La acertada decisión de proteger las llanuras que rodean al imponente castillo de La Calahorra, me compensa levemente el disgusto de hace pocas semanas por el daño sufrido en la Catedral Primada por el estruendo de la impertinente mascletá que la autoridad municipal acaba de instaurar en la ciudad de Toledo. Las grandes fortalezas siempre se han utilizado como ejemplo de la necesidad de proteger el entorno relacionado que las circunda. Pocos edificios conversan de manera tan patente con aquello que les rodea. He visto falsas fortalezas puramente decorativas y ancladas en la orilla de frondosos bulevares de ciudades remotas que añoraban la memoria del Medievo legendario y que solo podían engañar a los niños mas soñadores. Cuidadosas fortalezas legendarias, como la Torre de Belem, ubicada en la  desembocadura de nuestro Tajo, bellísimo baluarte de artillería que sólo puede ofrecer al invasor de Lisboa el estupor de su equilibrada belleza para vencer el asedio.
Pero las verdaderas y auténticas fortalezas dialogan más que ningún otro edificio con el rigor  provechoso de la naturaleza: El suave collado castellano, el pico inaccesible de fortalezas apartadas, como mi admirado Marvao, sobrios árboles milenarios, el río caudaloso que las abraza como hace el Guadiana con la austera alcazaba de Badajoz, una relación que se produce sobre los precedentes elementos de un entorno natural que sirve para  disuadir, para incrementar su fuerza defensiva, para abastecer o tranquilizar a los defensores. Construir una pequeña central térmica en el preciso recodo de un río que aísla un pequeño castillo, puede ser tan dañino como mandarla construir en su patio de armas.

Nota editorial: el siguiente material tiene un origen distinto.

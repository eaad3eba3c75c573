//! JSON article store.
//!
//! Every saved draft becomes one pretty-printed file named after its id:
//!
//! ```text
//! articles_dir/
//! ├── 20261017_083015_a1b2c3.json
//! └── 20261017_091244_0f9e8d.json
//! ```
//!
//! Ids start with the local timestamp, so sorting file names in reverse
//! gives newest first. Files are written once and never modified.

use chrono::{DateTime, Local};
use rand::Rng;
use std::path::{Path, PathBuf};
use thiserror::Error;
use tokio::fs;
use tracing::{info, instrument, warn};

use crate::models::ArticleDraft;

/// Default number of articles returned by [`ArticleStore::list`].
pub const DEFAULT_LIST_LIMIT: usize = 10;

#[derive(Debug, Error)]
pub enum StoreError {
    #[error("article store I/O failed at {path}: {source}")]
    Io {
        path: PathBuf,
        #[source]
        source: std::io::Error,
    },

    #[error("invalid article JSON: {0}")]
    Json(#[from] serde_json::Error),

    #[error("invalid article id {0:?}")]
    InvalidId(String),
}

impl StoreError {
    fn io(path: &Path, source: std::io::Error) -> Self {
        StoreError::Io {
            path: path.to_path_buf(),
            source,
        }
    }
}

/// Build an article id: local timestamp plus six random hex digits.
pub fn article_id<R: Rng + ?Sized>(now: &DateTime<Local>, rng: &mut R) -> String {
    let suffix: u32 = rng.random_range(0..0x100_0000);
    format!("{}_{suffix:06x}", now.format("%Y%m%d_%H%M%S"))
}

/// Ids name a single file inside the store, never a path.
fn check_id(id: &str) -> Result<(), StoreError> {
    if id.is_empty() || id.contains(['/', '\\']) || id.contains("..") {
        return Err(StoreError::InvalidId(id.to_string()));
    }
    Ok(())
}

/// Directory of saved articles.
#[derive(Debug, Clone)]
pub struct ArticleStore {
    dir: PathBuf,
}

impl ArticleStore {
    pub fn new(dir: impl Into<PathBuf>) -> Self {
        Self { dir: dir.into() }
    }

    pub fn path_for(&self, id: &str) -> PathBuf {
        self.dir.join(format!("{id}.json"))
    }

    /// Stamp `draft` with a fresh id and creation time, write it, and
    /// return the id.
    pub async fn save(&self, draft: &mut ArticleDraft) -> Result<String, StoreError> {
        self.save_with(draft, Local::now(), &mut rand::rng()).await
    }

    #[instrument(level = "info", skip(self, draft, rng), fields(dir = %self.dir.display()))]
    pub async fn save_with<R: Rng + ?Sized>(
        &self,
        draft: &mut ArticleDraft,
        now: DateTime<Local>,
        rng: &mut R,
    ) -> Result<String, StoreError> {
        let id = article_id(&now, rng);
        draft.id = Some(id.clone());
        draft.created_at = Some(now.to_rfc3339());

        let json = serde_json::to_string_pretty(draft)?;
        fs::create_dir_all(&self.dir)
            .await
            .map_err(|e| StoreError::io(&self.dir, e))?;
        let path = self.path_for(&id);
        fs::write(&path, json)
            .await
            .map_err(|e| StoreError::io(&path, e))?;

        info!(path = %path.display(), "Saved article");
        Ok(id)
    }

    /// Read one article back by id.
    pub async fn load(&self, id: &str) -> Result<ArticleDraft, StoreError> {
        check_id(id)?;
        let path = self.path_for(id);
        let text = fs::read_to_string(&path)
            .await
            .map_err(|e| StoreError::io(&path, e))?;
        Ok(serde_json::from_str(&text)?)
    }

    /// Up to `limit` articles, newest first. Files that fail to parse are
    /// skipped with a warning.
    #[instrument(level = "info", skip(self), fields(dir = %self.dir.display()))]
    pub async fn list(&self, limit: usize) -> Result<Vec<ArticleDraft>, StoreError> {
        let mut names = Vec::new();
        let mut entries = match fs::read_dir(&self.dir).await {
            Ok(entries) => entries,
            Err(e) if e.kind() == std::io::ErrorKind::NotFound => return Ok(Vec::new()),
            Err(e) => return Err(StoreError::io(&self.dir, e)),
        };
        while let Some(entry) = entries
            .next_entry()
            .await
            .map_err(|e| StoreError::io(&self.dir, e))?
        {
            let name = entry.file_name().to_string_lossy().into_owned();
            if name.ends_with(".json") {
                names.push(name);
            }
        }
        names.sort_unstable_by(|a, b| b.cmp(a));

        let mut articles = Vec::with_capacity(limit.min(names.len()));
        for name in names.into_iter().take(limit) {
            let path = self.dir.join(&name);
            let parsed = match fs::read_to_string(&path).await {
                Ok(text) => serde_json::from_str::<ArticleDraft>(&text).map_err(StoreError::from),
                Err(e) => Err(StoreError::io(&path, e)),
            };
            match parsed {
                Ok(article) => articles.push(article),
                Err(e) => warn!(path = %path.display(), error = %e, "Skipping unreadable article"),
            }
        }
        Ok(articles)
    }
}

#[cfg(test)]
mod tests {
    use super::*;
    use chrono::TimeZone;
    use rand::SeedableRng;
    use rand::rngs::StdRng;

    fn at(h: u32, m: u32, s: u32) -> DateTime<Local> {
        Local.with_ymd_and_hms(2026, 10, 17, h, m, s).unwrap()
    }

    #[test]
    fn test_article_id_format() {
        let mut rng = StdRng::seed_from_u64(1);
        let id = article_id(&at(8, 30, 15), &mut rng);
        let (stamp, suffix) = id.rsplit_once('_').unwrap();
        assert_eq!(stamp, "20261017_083015");
        assert_eq!(suffix.len(), 6);
        assert!(suffix.chars().all(|c| c.is_ascii_hexdigit()));
    }

    #[tokio::test]
    async fn test_save_then_list_newest_first() {
        let tmp = tempfile::tempdir().unwrap();
        let store = ArticleStore::new(tmp.path().join("articles"));
        let mut rng = StdRng::seed_from_u64(7);

        let mut older = ArticleDraft::new("이전 글", "<p>a</p>");
        let mut newer = ArticleDraft::new("새 글", "<p>b</p>");
        newer.tags = vec!["AI".into()];
        let old_id = store.save_with(&mut older, at(8, 0, 0), &mut rng).await.unwrap();
        let new_id = store.save_with(&mut newer, at(9, 0, 0), &mut rng).await.unwrap();
        std::fs::write(tmp.path().join("articles/notes.txt"), "ignored").unwrap();

        let listed = store.list(DEFAULT_LIST_LIMIT).await.unwrap();
        assert_eq!(listed.len(), 2);
        assert_eq!(listed[0], newer);
        assert_eq!(listed[0].id.as_deref(), Some(new_id.as_str()));
        assert_eq!(listed[1].id.as_deref(), Some(old_id.as_str()));
        assert_eq!(listed[1].created_at, Some(at(8, 0, 0).to_rfc3339()));

        assert_eq!(store.list(1).await.unwrap().len(), 1);
        assert_eq!(store.load(&old_id).await.unwrap(), older);
    }

    #[tokio::test]
    async fn test_list_missing_dir_is_empty() {
        let tmp = tempfile::tempdir().unwrap();
        let store = ArticleStore::new(tmp.path().join("nope"));
        assert!(store.list(DEFAULT_LIST_LIMIT).await.unwrap().is_empty());
    }

    #[tokio::test]
    async fn test_list_skips_corrupt_files() {
        let tmp = tempfile::tempdir().unwrap();
        let store = ArticleStore::new(tmp.path());
        std::fs::write(tmp.path().join("20261017_000000_ffffff.json"), "{").unwrap();
        let mut draft = ArticleDraft::new("t", "c");
        store
            .save_with(&mut draft, at(1, 0, 0), &mut StdRng::seed_from_u64(3))
            .await
            .unwrap();
        let listed = store.list(DEFAULT_LIST_LIMIT).await.unwrap();
        assert_eq!(listed, vec![draft]);
    }

    #[tokio::test]
    async fn test_load_rejects_ids_outside_store() {
        let tmp = tempfile::tempdir().unwrap();
        let store = ArticleStore::new(tmp.path().join("articles"));
        std::fs::write(tmp.path().join("x.json"), r#"{"title":"t","content":"c"}"#).unwrap();

        for id in ["../x", "../../x", "a/b", "a\\b", ".."] {
            let err = store.load(id).await.unwrap_err();
            assert!(matches!(err, StoreError::InvalidId(_)), "{id}");
        }
        assert!(matches!(store.load("").await, Err(StoreError::InvalidId(_))));
    }

    #[tokio::test]
    async fn test_load_missing_is_io_error() {
        let tmp = tempfile::tempdir().unwrap();
        let err = ArticleStore::new(tmp.path()).load("x").await.unwrap_err();
        assert!(matches!(err, StoreError::Io { .. }));
    }
}
//! Where finished drafts go.
//!
//! # Submodules
//!
//! - [`json`]: Saves drafts as JSON files and lists them back
//! - [`email`]: Emails a copy-paste friendly rendering of a draft
//! - [`thumbnail`]: Builds thumbnail image URLs and downloads images
//!
//! # Output Structure
//!
//! ```text
//! data_dir/
//! ├── articles/
//! │   └── 20261017_083015_a1b2c3.json
//! ├── cache/
//! │   └── 3f9a1c0b7d2e.json
//! └── thumbnails/
//!     └── 20261017_083015_a1b2c3.png
//! ```

pub mod email;
pub mod json;
pub mod thumbnail;
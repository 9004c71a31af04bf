//! Deferred work scheduling
//!
//! Height-map generation and mesh builds run as fire-and-forget units of work
//! so the per-frame update path never blocks. The grid only depends on the
//! [`TaskScheduler`] trait; whichever layer hosts the scheduler decides where
//! the work actually runs. There is no cancellation: once submitted, a job
//! always completes and delivers its result.

use crate::error::{TerrainError, TerrainResult};

/// A unit of deferred work.
pub type Job = Box<dyn FnOnce() + Send + 'static>;

/// Task-submission interface injected into the terrain grid.
pub trait TaskScheduler: Send + Sync {
    fn submit(&self, job: Job);
}

/// Rayon-backed worker pool for production use.
pub struct WorkerPool {
    pool: rayon::ThreadPool,
    num_threads: usize,
}

impl WorkerPool {
    /// Build a pool with `size` worker threads, or one thread per logical
    /// CPU when `size` is zero.
    pub fn new(size: usize) -> TerrainResult<Self> {
        let num_threads = if size > 0 { size } else { num_cpus::get() };
        let pool = rayon::ThreadPoolBuilder::new()
            .num_threads(num_threads)
            .build()
            .map_err(|e| TerrainError::SchedulerInit {
                error: e.to_string(),
            })?;
        log::info!("created terrain worker pool with {} threads", num_threads);
        Ok(Self { pool, num_threads })
    }

    pub fn num_threads(&self) -> usize {
        self.num_threads
    }
}

impl TaskScheduler for WorkerPool {
    fn submit(&self, job: Job) {
        self.pool.spawn(job);
    }
}

/// Scheduler that runs every job on the calling thread at submission time.
///
/// Makes streaming fully deterministic; used by tests and single-threaded
/// drivers.
pub struct InlineScheduler;

impl TaskScheduler for InlineScheduler {
    fn submit(&self, job: Job) {
        job();
    }
}

#[cfg(test)]
mod tests {
    use super::*;
    use std::sync::atomic::{AtomicUsize, Ordering};
    use std::sync::Arc;

    #[test]
    fn test_inline_scheduler_runs_immediately() {
        let counter = Arc::new(AtomicUsize::new(0));
        let scheduler = InlineScheduler;
        let seen = Arc::clone(&counter);
        scheduler.submit(Box::new(move || {
            seen.fetch_add(1, Ordering::SeqCst);
        }));
        assert_eq!(counter.load(Ordering::SeqCst), 1);
    }

    #[test]
    fn test_worker_pool_completes_jobs() {
        let pool = WorkerPool::new(2).expect("build pool");
        assert_eq!(pool.num_threads(), 2);

        let (tx, rx) = flume::unbounded();
        for i in 0..8 {
            let tx = tx.clone();
            pool.submit(Box::new(move || {
                tx.send(i).expect("send job result");
            }));
        }
        drop(tx);

        let mut results: Vec<i32> = rx.iter().collect();
        results.sort_unstable();
        assert_eq!(results, (0..8).collect::<Vec<_>>());
    }
}
//! Chunk grid management
//!
//! [`TerrainGrid`] keeps the set of live chunks around the viewer: it spawns
//! cells entering view range, retires cells that drift past it, drains
//! completed background work, and drives each chunk's per-update LOD
//! re-evaluation. The grid never owns a frame loop; an external driver calls
//! [`TerrainGrid::update`] with the current viewer position.

use std::fmt;
use std::sync::Arc;

use glam::{IVec2, Vec2};
use rustc_hash::FxHashMap;

use crate::error::TerrainResult;
use crate::heightmap::HeightMapSource;
use crate::settings::TerrainConfig;
use crate::tasks::TaskScheduler;

use super::bounds::Bounds2;
use super::chunk::{ChunkContext, ChunkCoord, ChunkEvent, TerrainChunk, TerrainSink};

/// Streaming statistics.
#[derive(Debug, Clone, Copy, Default, PartialEq, Eq)]
pub struct GridStats {
    pub loaded_chunks: usize,
    pub visible_chunks: usize,
}

impl fmt::Display for GridStats {
    fn fmt(&self, f: &mut fmt::Formatter<'_>) -> fmt::Result {
        write!(
            f,
            "{} chunks loaded, {} visible",
            self.loaded_chunks, self.visible_chunks
        )
    }
}

pub struct TerrainGrid {
    config: Arc<TerrainConfig>,
    ctx: ChunkContext,
    events: flume::Receiver<ChunkEvent>,
    chunks: FxHashMap<ChunkCoord, TerrainChunk>,
    viewer_position: Vec2,
    last_sweep_position: Option<Vec2>,
    mesh_world_size: f32,
    chunks_visible_in_view: i32,
    max_view_dst: f32,
}

impl TerrainGrid {
    /// Validate `config` and build an empty grid. No chunks exist until the
    /// first [`update`](Self::update) call.
    pub fn new(
        config: TerrainConfig,
        source: Arc<dyn HeightMapSource>,
        scheduler: Arc<dyn TaskScheduler>,
    ) -> TerrainResult<Self> {
        config.validate()?;

        let mesh_world_size = config.mesh.mesh_world_size();
        let max_view_dst = config.max_view_dst();
        let chunks_visible_in_view = (max_view_dst / mesh_world_size).ceil() as i32;
        let (events_tx, events_rx) = flume::unbounded();

        log::info!(
            "terrain grid: cell size {mesh_world_size}, view distance {max_view_dst} \
             ({chunks_visible_in_view} cells)"
        );

        Ok(Self {
            config: Arc::new(config),
            ctx: ChunkContext {
                scheduler,
                source,
                events: events_tx,
            },
            events: events_rx,
            chunks: FxHashMap::default(),
            viewer_position: Vec2::ZERO,
            last_sweep_position: None,
            mesh_world_size,
            chunks_visible_in_view,
            max_view_dst,
        })
    }

    /// Per-frame entry point.
    ///
    /// Always drains completed height-map/mesh work and tracks collider
    /// thresholds; the full spawn/retire/LOD sweep only runs when the viewer
    /// has moved more than the configured threshold since the last sweep.
    pub fn update(&mut self, viewer_position: Vec2, sink: &mut dyn TerrainSink) {
        self.viewer_position = viewer_position;
        self.drain_events(sink);

        let ctx = &self.ctx;
        for chunk in self.chunks.values_mut() {
            chunk.update_collider(viewer_position, ctx, sink);
        }

        let threshold_sq = self.config.viewer_move_threshold * self.config.viewer_move_threshold;
        let moved_enough = self
            .last_sweep_position
            .map_or(true, |last| (viewer_position - last).length_squared() > threshold_sq);
        if moved_enough {
            self.last_sweep_position = Some(viewer_position);
            self.sweep(sink);
        }
    }

    /// Dispatch finished background work to its chunk. Results for retired
    /// chunks are dropped; with no cancellation that is a normal race, not an
    /// error.
    fn drain_events(&mut self, sink: &mut dyn TerrainSink) {
        while let Ok(event) = self.events.try_recv() {
            let ctx = &self.ctx;
            match event {
                ChunkEvent::HeightMapReady { coord, height_map } => {
                    match self.chunks.get_mut(&coord) {
                        Some(chunk) => {
                            chunk.on_height_map_ready(height_map, self.viewer_position, ctx, sink)
                        }
                        None => log::debug!("discarding height map for retired chunk {coord:?}"),
                    }
                }
                ChunkEvent::MeshReady {
                    coord,
                    lod_index,
                    mesh,
                } => match self.chunks.get_mut(&coord) {
                    Some(chunk) => {
                        chunk.on_mesh_ready(lod_index, mesh, self.viewer_position, ctx, sink)
                    }
                    None => log::debug!("discarding mesh for retired chunk {coord:?}"),
                },
            }
        }
    }

    fn sweep(&mut self, sink: &mut dyn TerrainSink) {
        let viewer = self.viewer_position;

        // Retire chunks one cell past the view distance. The slack keeps a
        // chunk sitting right on the last threshold from being destroyed and
        // respawned on alternating sweeps.
        let retire_dst = self.max_view_dst + self.mesh_world_size;
        let retired: Vec<ChunkCoord> = self
            .chunks
            .iter()
            .filter(|(_, chunk)| chunk.bounds().distance(viewer) > retire_dst)
            .map(|(coord, _)| *coord)
            .collect();
        for coord in retired {
            if let Some(mut chunk) = self.chunks.remove(&coord) {
                log::debug!("retiring chunk {coord:?}");
                chunk.retire(sink);
            }
        }

        // Spawn every in-range cell that has no chunk yet. Cell coordinates
        // map to at most one live chunk; re-scanning an existing cell is a
        // no-op.
        let current_cell = IVec2::new(
            (viewer.x / self.mesh_world_size).round() as i32,
            (viewer.y / self.mesh_world_size).round() as i32,
        );
        let reach = self.chunks_visible_in_view;
        for y_offset in -reach..=reach {
            for x_offset in -reach..=reach {
                let coord = current_cell + IVec2::new(x_offset, y_offset);
                if self.chunks.contains_key(&coord) {
                    continue;
                }
                let cell_bounds = Bounds2::new(
                    coord.as_vec2() * self.mesh_world_size,
                    Vec2::splat(self.mesh_world_size),
                );
                if cell_bounds.distance(viewer) > self.max_view_dst {
                    continue;
                }
                log::debug!("spawning chunk {coord:?}");
                let chunk = TerrainChunk::new(coord, Arc::clone(&self.config), &self.ctx);
                self.chunks.insert(coord, chunk);
            }
        }

        // LOD pass over every live chunk, including ones coasting in the
        // retire slack band.
        let ctx = &self.ctx;
        for chunk in self.chunks.values_mut() {
            chunk.update(viewer, ctx, sink);
        }
    }

    pub fn stats(&self) -> GridStats {
        GridStats {
            loaded_chunks: self.chunks.len(),
            visible_chunks: self.chunks.values().filter(|c| c.is_visible()).count(),
        }
    }

    pub fn config(&self) -> &TerrainConfig {
        &self.config
    }

    pub fn viewer_position(&self) -> Vec2 {
        self.viewer_position
    }

    pub fn chunk(&self, coord: ChunkCoord) -> Option<&TerrainChunk> {
        self.chunks.get(&coord)
    }

    pub fn chunk_mut(&mut self, coord: ChunkCoord) -> Option<&mut TerrainChunk> {
        self.chunks.get_mut(&coord)
    }

    pub fn chunks(&self) -> impl Iterator<Item = &TerrainChunk> {
        self.chunks.values()
    }
}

Por eso esta decisión de proteger una llanura de la Andalucía más austera y celeste se convierte en un indudable acierto que jalona la defensa eficaz de nuestra historia. Para proteger una llanura es necesario contar con una profunda visión del mundo y de su entendimiento. Mi enhorabuena a quienes hayan sido capaces de proponer y asumir esta manera de mezclar los perfiles del tiempo.
Por cierto ¿cómo son ahora las fortalezas? Alguien las ha visto, alguien sabe de qué forma se integran en el paisaje? ¿Dejaron, tal vez, de construirse o es que ya no es posible defenderse del  fuego de las armas?